Exercise: Below are records; count the lines that contain "before" and state only that count.

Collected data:
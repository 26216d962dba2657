// Copyright 2025 dentsusoken
//
// Licensed under the Apache License, Version 2.0 (the "License");
// you may not use this file except in compliance with the License.
// You may obtain a copy of the License at
//
//     http://www.apache.org/licenses/LICENSE-2.0
//
// Unless required by applicable law or agreed to in writing, software
// distributed under the License is distributed on an "AS IS" BASIS,
// WITHOUT WARRANTIES OR CONDITIONS OF ANY KIND, either express or implied.
// See the License for the specific language governing permissions and
// limitations under the License.

use crate::models::{
    Architecture, Binary, CLib, HeapSize, ImageType, JvmImpl, OperatingSystem, Project,
};
use chrono::{DateTime, Utc};

/// Predicate over the binaries of a release.
///
/// Unset criteria accept everything, except `project` which falls back to
/// [`Project::Jdk`].
#[derive(Debug, Clone, Default)]
pub struct BinaryFilter {
    pub os: Option<OperatingSystem>,
    pub architecture: Option<Architecture>,
    pub image_type: Option<ImageType>,
    pub jvm_impl: Option<JvmImpl>,
    pub heap_size: Option<HeapSize>,
    pub project: Option<Project>,
    /// Only binaries updated strictly before this instant.
    pub before: Option<DateTime<Utc>>,
    pub c_lib: Option<CLib>,
}

impl BinaryFilter {
    pub fn new() -> Self {
        Self::default()
    }

    pub fn os(mut self, os: OperatingSystem) -> Self {
        self.os = Some(os);
        self
    }

    pub fn architecture(mut self, architecture: Architecture) -> Self {
        self.architecture = Some(architecture);
        self
    }

    pub fn image_type(mut self, image_type: ImageType) -> Self {
        self.image_type = Some(image_type);
        self
    }

    pub fn jvm_impl(mut self, jvm_impl: JvmImpl) -> Self {
        self.jvm_impl = Some(jvm_impl);
        self
    }

    pub fn heap_size(mut self, heap_size: HeapSize) -> Self {
        self.heap_size = Some(heap_size);
        self
    }

    pub fn project(mut self, project: Project) -> Self {
        self.project = Some(project);
        self
    }

    pub fn before(mut self, before: DateTime<Utc>) -> Self {
        self.before = Some(before);
        self
    }

    pub fn c_lib(mut self, c_lib: CLib) -> Self {
        self.c_lib = Some(c_lib);
        self
    }

    pub fn test(&self, binary: &Binary) -> bool {
        self.os.is_none_or(|os| binary.os == os)
            && self
                .architecture
                .is_none_or(|arch| binary.architecture == arch)
            && self
                .image_type
                .is_none_or(|image_type| binary.image_type == image_type)
            && self.jvm_impl.is_none_or(|jvm| binary.jvm_impl == jvm)
            && self.heap_size.is_none_or(|heap| binary.heap_size == heap)
            && binary.project == self.project.unwrap_or_default()
            && self.before.is_none_or(|before| binary.updated_at < before)
            && self.c_lib.is_none_or(|c_lib| binary.c_lib == Some(c_lib))
    }
}
// Copyright 2025 dentsusoken
//
// Licensed under the Apache License, Version 2.0 (the "License");
// you may not use this file except in compliance with the License.
// You may obtain a copy of the License at
//
//     http://www.apache.org/licenses/LICENSE-2.0
//
// Unless required by applicable law or agreed to in writing, software
// distributed under the License is distributed on an "AS IS" BASIS,
// WITHOUT WARRANTIES OR CONDITIONS OF ANY KIND, either express or implied.
// See the License for the specific language governing permissions and
// limitations under the License.

pub mod package;
pub mod platform;
pub mod release;
pub mod vendor;
pub mod version;

pub use package::{HeapSize, ImageType, JvmImpl, Project};
pub use platform::{Architecture, CLib, OperatingSystem};
pub use release::{Binary, BinaryAssetView, Package, Release, ReleaseInfo, ReleaseType};
pub use vendor::{Ecosystem, Vendor};
pub use version::VersionData;
// Copyright 2025 dentsusoken
//
// Licensed under the Apache License, Version 2.0 (the "License");
// you may not use this file except in compliance with the License.
// You may obtain a copy of the License at
//
//     http://www.apache.org/licenses/LICENSE-2.0
//
// Unless required by applicable law or agreed to in writing, software
// distributed under the License is distributed on an "AS IS" BASIS,
// WITHOUT WARRANTIES OR CONDITIONS OF ANY KIND, either express or implied.
// See the License for the specific language governing permissions and
// limitations under the License.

Solution: 5